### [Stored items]
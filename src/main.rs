use tokio::sync::mpsc;

use debugfolio::config::loader::get_global_settings_path;
use debugfolio::log_collector::{ensure_logs_dir_exists, get_global_logs_path};
use debugfolio::ui::app::AppUI;
use debugfolio::ui::controller::AppController;
use debugfolio::{AppState, LogCollector, LogLine, PortfolioStore, SettingsManager, TokioScheduler};

#[tokio::main]
async fn main() -> debugfolio::Result<()> {
    // =========================================================================
    // LOG COLLECTOR - MUST BE FIRST
    // =========================================================================
    let log_dir = match get_global_logs_path() {
        Ok(dir) => {
            ensure_logs_dir_exists(&dir)?;
            dir
        }
        Err(e) => {
            eprintln!("[Main] ERROR: Failed to get global logs path: {}", e);
            return Err(format!("Failed to determine logs directory: {}", e).into());
        }
    };
    let (log_ui_tx, log_ui_rx) = mpsc::channel::<LogLine>(1024);
    let log_collector = match LogCollector::new(log_dir, log_ui_tx) {
        Ok(collector) => collector,
        Err(e) => {
            eprintln!("[Main] WARNING: LogCollector initialization failed: {}", e);
            return Err(format!("LogCollector initialization failed: {}", e).into());
        }
    };
    let log_file = log_collector.log_file().to_path_buf();

    // Wire LogCollector as the global logger; the level is refined once settings load
    if let Err(e) = log::set_boxed_logger(Box::new(log_collector.clone()))
        .map(|()| log::set_max_level(log::LevelFilter::Info))
    {
        eprintln!("[Main] WARNING: Failed to set LogCollector as global logger: {}", e);
    }
    log::info!("Debugfolio v{} starting, logging to {}", debugfolio::VERSION, log_file.display());

    // =========================================================================
    // SETTINGS
    // =========================================================================
    let settings = match SettingsManager::load() {
        Ok(settings) => settings,
        Err(e) => {
            log::warn!("[Main] Failed to load settings, using defaults: {}", e);
            AppState::default()
        }
    };
    log::set_max_level(settings.log_level());

    // =========================================================================
    // PORTFOLIO DATA
    // =========================================================================
    let store = match settings.portfolio_file() {
        Some(path) => match PortfolioStore::load_from_file(&path) {
            Ok(store) => {
                log::info!("[Main] Portfolio loaded from {}", path.display());
                store
            }
            Err(e) => {
                log::warn!("[Main] {}; falling back to builtin portfolio", e);
                PortfolioStore::builtin()
            }
        },
        None => PortfolioStore::builtin(),
    };

    // =========================================================================
    // CONTROLLER AND SCHEDULER
    // =========================================================================
    let (scheduler, timer_rx) = TokioScheduler::new();
    let repaint_slot = scheduler.ui_context_slot();

    let mut controller = AppController::new(settings, store, Box::new(scheduler));
    if let Ok(path) = get_global_settings_path() {
        controller = controller.with_settings_path(path);
    }

    let app_ui = AppUI::new(controller, Some(timer_rx), Some(log_ui_rx))
        .with_repaint_slot(repaint_slot)
        .with_log_file(log_file);

    // =========================================================================
    // LAUNCH EGUI
    // =========================================================================
    let options = eframe::NativeOptions {
        viewport: egui::ViewportBuilder::default()
            .with_inner_size([1400.0, 860.0])
            .with_min_inner_size([960.0, 600.0]),
        ..Default::default()
    };

    let result = eframe::run_native(
        "Debugfolio",
        options,
        Box::new(move |_cc| Box::new(app_ui)),
    );

    // =========================================================================
    // SHUTDOWN
    // =========================================================================
    if let Err(e) = log_collector.wait_for_empty() {
        eprintln!("[Main] WARNING: Failed to wait for log collector to empty: {}", e);
    }

    result.map_err(|e| e.into())
}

### [Problem statement]
Could you output every record above exactly as written?

### [Answer to the exercise]
filename src/main.rs
use tokio::sync::mpsc;

use debugfolio::config::loader::get_global_settings_path;
use debugfolio::log_collector::{ensure_logs_dir_exists, get_global_logs_path};
use debugfolio::ui::app::AppUI;
use debugfolio::ui::controller::AppController;
use debugfolio::{AppState, LogCollector, LogLine, PortfolioStore, SettingsManager, TokioScheduler};

#[tokio::main]
async fn main() -> debugfolio::Result<()> {
    // =========================================================================
    // LOG COLLECTOR - MUST BE FIRST
    // =========================================================================
    let log_dir = match get_global_logs_path() {
        Ok(dir) => {
            ensure_logs_dir_exists(&dir)?;
            dir
        }
        Err(e) => {
            eprintln!("[Main] ERROR: Failed to get global logs path: {}", e);
            return Err(format!("Failed to determine logs directory: {}", e).into());
        }
    };
    let (log_ui_tx, log_ui_rx) = mpsc::channel::<LogLine>(1024);
    let log_collector = match LogCollector::new(log_dir, log_ui_tx) {
        Ok(collector) => collector,
        Err(e) => {
            eprintln!("[Main] WARNING: LogCollector initialization failed: {}", e);
            return Err(format!("LogCollector initialization failed: {}", e).into());
        }
    };
    let log_file = log_collector.log_file().to_path_buf();

    // Wire LogCollector as the global logger; the level is refined once settings load
    if let Err(e) = log::set_boxed_logger(Box::new(log_collector.clone()))
        .map(|()| log::set_max_level(log::LevelFilter::Info))
    {
        eprintln!("[Main] WARNING: Failed to set LogCollector as global logger: {}", e);
    }
    log::info!("Debugfolio v{} starting, logging to {}", debugfolio::VERSION, log_file.display());

    // =========================================================================
    // SETTINGS
    // =========================================================================
    let settings = match SettingsManager::load() {
        Ok(settings) => settings,
        Err(e) => {
            log::warn!("[Main] Failed to load settings, using defaults: {}", e);
            AppState::default()
        }
    };
    log::set_max_level(settings.log_level());

    // =========================================================================
    // PORTFOLIO DATA
    // =========================================================================
    let store = match settings.portfolio_file() {
        Some(path) => match PortfolioStore::load_from_file(&path) {
            Ok(store) => {
                log::info!("[Main] Portfolio loaded from {}", path.display());
                store
            }
            Err(e) => {
                log::warn!("[Main] {}; falling back to builtin portfolio", e);
                PortfolioStore::builtin()
            }
        },
        None => PortfolioStore::builtin(),
    };

    // =========================================================================
    // CONTROLLER AND SCHEDULER
    // =========================================================================
    let (scheduler, timer_rx) = TokioScheduler::new();
    let repaint_slot = scheduler.ui_context_slot();

    let mut controller = AppController::new(settings, store, Box::new(scheduler));
    if let Ok(path) = get_global_settings_path() {
        controller = controller.with_settings_path(path);
    }

    let app_ui = AppUI::new(controller, Some(timer_rx), Some(log_ui_rx))
        .with_repaint_slot(repaint_slot)
        .with_log_file(log_file);

    // =========================================================================
    // LAUNCH EGUI
    // =========================================================================
    let options = eframe::NativeOptions {
        viewport: egui::ViewportBuilder::default()
            .with_inner_size([1400.0, 860.0])
            .with_min_inner_size([960.0, 600.0]),
        ..Default::default()
    };

    let result = eframe::run_native(
        "Debugfolio",
        options,
        Box::new(move |_cc| Box::new(app_ui)),
    );

    // =========================================================================
    // SHUTDOWN
    // =========================================================================
    if let Err(e) = log_collector.wait_for_empty() {
        eprintln!("[Main] WARNING: Failed to wait for log collector to empty: {}", e);
    }

    result.map_err(|e| e.into())
}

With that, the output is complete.